Moreover, by looking at the relation between the distribution of the population on Earth and the occurrence of different types of hazards, nighttime lights measurements can be used to evaluate how humans adapt and respond to hazards and utilized as an instrument to guide resilience planning. For example, the City Resilience Program utilizes nighttime light data in its City Scan product to highlight where hotspots of economic activity may be developing in flood- prone areas.

The City Resilience Program (CRP) incorporates nighttime light data in the Resilience City Scans to guide resilience planning and investments in infrastructure. The map on the right illustrates the intensity of change in the emission of nighttime lights (2013-2019) as picked up from VIIRS imagery – as an indicator for changes in economic activity. The values represent the slope of a regression line (i.e., intensity of light against time). Blue areas represent a positive slope – an increase in the intensity of nighttime light emission. Yellow areas represent a negative slope – a decrease in the intensity of nighttime light emission.
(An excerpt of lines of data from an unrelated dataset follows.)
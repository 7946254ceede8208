//! Configuration for the mock server.
//!
//! Defines global settings, mock groups and the endpoint definitions they
//! contain. Definitions are plain data here; [`crate::endpoint`] compiles them.

use serde::{Deserialize, Serialize};
use std::collections::{HashMap, HashSet};
use std::net::SocketAddr;
use std::path::{Path, PathBuf};

/// Main configuration for the mock server.
#[derive(Debug, Clone, Serialize, Deserialize, Default)]
#[serde(deny_unknown_fields)]
pub struct MockServerConfig {
    /// Global settings
    #[serde(default)]
    pub settings: GlobalSettings,

    /// Additional files holding `mocks:` lists, relative to the config file
    #[serde(default)]
    pub mock_files: Vec<PathBuf>,

    /// Inline mock definitions
    #[serde(default)]
    pub mocks: Vec<MockDefinition>,
}

/// Shape of a file listed in `mock_files`.
#[derive(Debug, Clone, Deserialize)]
#[serde(deny_unknown_fields)]
struct MockFile {
    #[serde(default)]
    mocks: Vec<MockDefinition>,
}

impl MockServerConfig {
    /// Load configuration from a YAML file, pulling in any `mock_files`.
    pub fn from_file(path: &Path) -> anyhow::Result<Self> {
        let content = std::fs::read_to_string(path)?;
        let mut config: Self = serde_yaml::from_str(&content)?;

        let base = path.parent().unwrap_or_else(|| Path::new("."));
        for file in &config.mock_files {
            let file_path = base.join(file);
            let content = std::fs::read_to_string(&file_path).map_err(|e| {
                anyhow::anyhow!("Failed to read mock file {}: {}", file_path.display(), e)
            })?;
            let parsed: MockFile = serde_yaml::from_str(&content).map_err(|e| {
                anyhow::anyhow!("Failed to parse mock file {}: {}", file_path.display(), e)
            })?;
            config.mocks.extend(parsed.mocks);
        }

        if let Some(dir) = &config.settings.body_files_dir {
            if dir.is_relative() {
                config.settings.body_files_dir = Some(base.join(dir));
            }
        }

        config.validate()?;
        Ok(config)
    }

    /// Parse configuration from a YAML string. `mock_files` are not resolved.
    pub fn from_yaml(yaml: &str) -> anyhow::Result<Self> {
        let config: Self = serde_yaml::from_str(yaml)?;
        config.validate()?;
        Ok(config)
    }

    /// Validate the configuration.
    pub fn validate(&self) -> anyhow::Result<()> {
        if hyper::header::HeaderName::from_bytes(self.settings.endpoint_id_header.as_bytes()).is_err() {
            anyhow::bail!(
                "Invalid endpoint_id_header '{}'",
                self.settings.endpoint_id_header
            );
        }

        let mut seen = HashSet::new();
        for (i, mock) in self.mocks.iter().enumerate() {
            mock.validate()
                .map_err(|e| anyhow::anyhow!("Mock {}: {}", i, e))?;
            for endpoint in &mock.endpoints {
                if let Some(id) = &endpoint.id {
                    if !seen.insert(id.as_str()) {
                        anyhow::bail!("Duplicate endpoint id '{}'", id);
                    }
                }
            }
        }
        Ok(())
    }

    /// Total number of endpoint definitions across all mocks.
    pub fn endpoint_count(&self) -> usize {
        self.mocks.iter().map(|m| m.endpoints.len()).sum()
    }
}

/// A named group of endpoints loaded from one definition source.
#[derive(Debug, Clone, Serialize, Deserialize)]
#[serde(deny_unknown_fields)]
pub struct MockDefinition {
    /// Name of the mock
    pub name: String,

    /// Endpoints belonging to this mock
    #[serde(default)]
    pub endpoints: Vec<EndpointDefinition>,
}

impl MockDefinition {
    pub fn validate(&self) -> anyhow::Result<()> {
        if self.name.is_empty() {
            anyhow::bail!("Mock name cannot be empty");
        }
        for (i, endpoint) in self.endpoints.iter().enumerate() {
            endpoint
                .validate()
                .map_err(|e| anyhow::anyhow!("Endpoint {}: {}", i, e))?;
        }
        Ok(())
    }
}

/// A single endpoint definition.
#[derive(Debug, Clone, Serialize, Deserialize)]
#[serde(deny_unknown_fields)]
pub struct EndpointDefinition {
    /// Unique identifier (generated when omitted)
    #[serde(default)]
    pub id: Option<String>,

    /// Priority (higher wins among endpoints sharing a path and method)
    #[serde(default)]
    pub priority: i64,

    /// Request predicate
    pub request: RequestDefinition,

    /// Response templates
    #[serde(default)]
    pub response: ResponseDefinition,
}

impl EndpointDefinition {
    pub fn validate(&self) -> anyhow::Result<()> {
        if matches!(&self.id, Some(id) if id.is_empty()) {
            anyhow::bail!("Endpoint id cannot be empty");
        }
        self.request.validate()?;
        self.response.validate()?;
        Ok(())
    }
}

/// Request matching configuration.
#[derive(Debug, Clone, Serialize, Deserialize)]
#[serde(deny_unknown_fields)]
pub struct RequestDefinition {
    /// Required URL scheme (http/https)
    #[serde(default)]
    pub scheme: Option<String>,

    /// Required host
    #[serde(default)]
    pub host: Option<String>,

    /// HTTP method
    #[serde(default = "default_method")]
    pub method: String,

    /// Path pattern with `{name}`, `*` and `**` segments
    pub path: String,

    /// Query parameters that must be present with these values
    #[serde(default)]
    pub query: HashMap<String, String>,

    /// Headers that must be present with these values
    #[serde(default)]
    pub headers: HashMap<String, String>,

    /// Regex the raw request body must match
    #[serde(default)]
    pub body: Option<String>,
}

fn default_method() -> String {
    "GET".to_string()
}

impl RequestDefinition {
    pub fn validate(&self) -> anyhow::Result<()> {
        if !self.path.starts_with('/') {
            anyhow::bail!("Path must begin with '/': {}", self.path);
        }
        if self.method.trim().is_empty() {
            anyhow::bail!("Method cannot be empty");
        }
        Ok(())
    }
}

/// Response template sources.
#[derive(Debug, Clone, Serialize, Deserialize)]
#[serde(deny_unknown_fields)]
pub struct ResponseDefinition {
    /// Status code template
    #[serde(default = "default_status")]
    pub status: String,

    /// Header block template, rendering to a YAML map
    #[serde(default)]
    pub headers: Option<String>,

    /// Inline body template
    #[serde(default)]
    pub body: Option<String>,

    /// Body template file, relative to `settings.body_files_dir`
    #[serde(default)]
    pub body_file: Option<PathBuf>,
}

fn default_status() -> String {
    "200".to_string()
}

impl Default for ResponseDefinition {
    fn default() -> Self {
        Self {
            status: default_status(),
            headers: None,
            body: None,
            body_file: None,
        }
    }
}

impl ResponseDefinition {
    pub fn validate(&self) -> anyhow::Result<()> {
        if self.body.is_some() && self.body_file.is_some() {
            anyhow::bail!("Response cannot declare both body and body_file");
        }
        Ok(())
    }
}

/// Global settings.
#[derive(Debug, Clone, Serialize, Deserialize)]
#[serde(deny_unknown_fields)]
pub struct GlobalSettings {
    /// Listen address for the mock listener
    #[serde(default = "default_listen")]
    pub listen: SocketAddr,

    /// Base directory for response body files
    #[serde(default)]
    pub body_files_dir: Option<PathBuf>,

    /// Only count matches, don't keep the records
    #[serde(default)]
    pub matches_count_only: bool,

    /// Only count mismatches, don't keep the records
    #[serde(default)]
    pub mismatches_count_only: bool,

    /// Matches retained per endpoint (0 = unbounded)
    #[serde(default = "default_capacity")]
    pub max_matches_per_endpoint: usize,

    /// Mismatches retained (0 = unbounded)
    #[serde(default = "default_capacity")]
    pub max_mismatches: usize,

    /// Header carrying the matched endpoint id
    #[serde(default = "default_endpoint_id_header")]
    pub endpoint_id_header: String,

    /// Path prefix of the admin routes (empty disables them)
    #[serde(default = "default_admin_prefix")]
    pub admin_prefix: String,

    /// Log matched requests
    #[serde(default = "default_true")]
    pub log_matches: bool,

    /// Log unmatched requests
    #[serde(default = "default_true")]
    pub log_mismatches: bool,
}

impl Default for GlobalSettings {
    fn default() -> Self {
        Self {
            listen: default_listen(),
            body_files_dir: None,
            matches_count_only: false,
            mismatches_count_only: false,
            max_matches_per_endpoint: default_capacity(),
            max_mismatches: default_capacity(),
            endpoint_id_header: default_endpoint_id_header(),
            admin_prefix: default_admin_prefix(),
            log_matches: true,
            log_mismatches: true,
        }
    }
}

fn default_listen() -> SocketAddr {
    SocketAddr::from(([127, 0, 0, 1], 8080))
}

fn default_capacity() -> usize {
    100
}

fn default_endpoint_id_header() -> String {
    "endpoint-id".to_string()
}

fn default_admin_prefix() -> String {
    "/__admin".to_string()
}

fn default_true() -> bool {
    true
}

/// Example configuration printed by `--print-config`.
pub const EXAMPLE_CONFIG: &str = r#"settings:
  listen: 127.0.0.1:8080
  matches_count_only: false
  mismatches_count_only: false
  max_matches_per_endpoint: 100
  max_mismatches: 100

mocks:
  - name: users
    endpoints:
      - id: get-user
        request:
          method: GET
          path: /users/{id}
        response:
          headers: |
            Content-Type: application/json
          body: '{"id": "{{RequestPathParams.id}}"}'

      - id: create-user
        priority: 10
        request:
          method: POST
          path: /users
          headers:
            Content-Type: application/json
          body: '"name"'
        response:
          status: "201"
          body: '{{kv_put (concat "user-" RequestBodyJSONData.name) RequestBody}}created'
"#;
The map on the left illustrates the total area detected as flooded in numerous flood events since 2015.

A Special Issue of Remote Sensing Journal

In light of these advances in nighttime light remote sensing, Remote Sensing journal will host a Special Issue edited by the authors of this post, dedicated to the various applications of remote sensing in a wide range of domains. This issue will stimulate progress in the remote sensing research domain related to the utilization of nighttime lights in a wide range of scientific domains, including economics, social sciences, disaster management, environmental sciences, ecology, urban studies, and more. The issue will bring together original and novel studies demonstrating the applications of remotely sensed nighttime lights in a wide range of multidisciplinary and interdisciplinary domains. Review contributions are also welcomed.

Nighttime lights provide a good proxy for the distribution of built-up land cover and urban areas on Earth.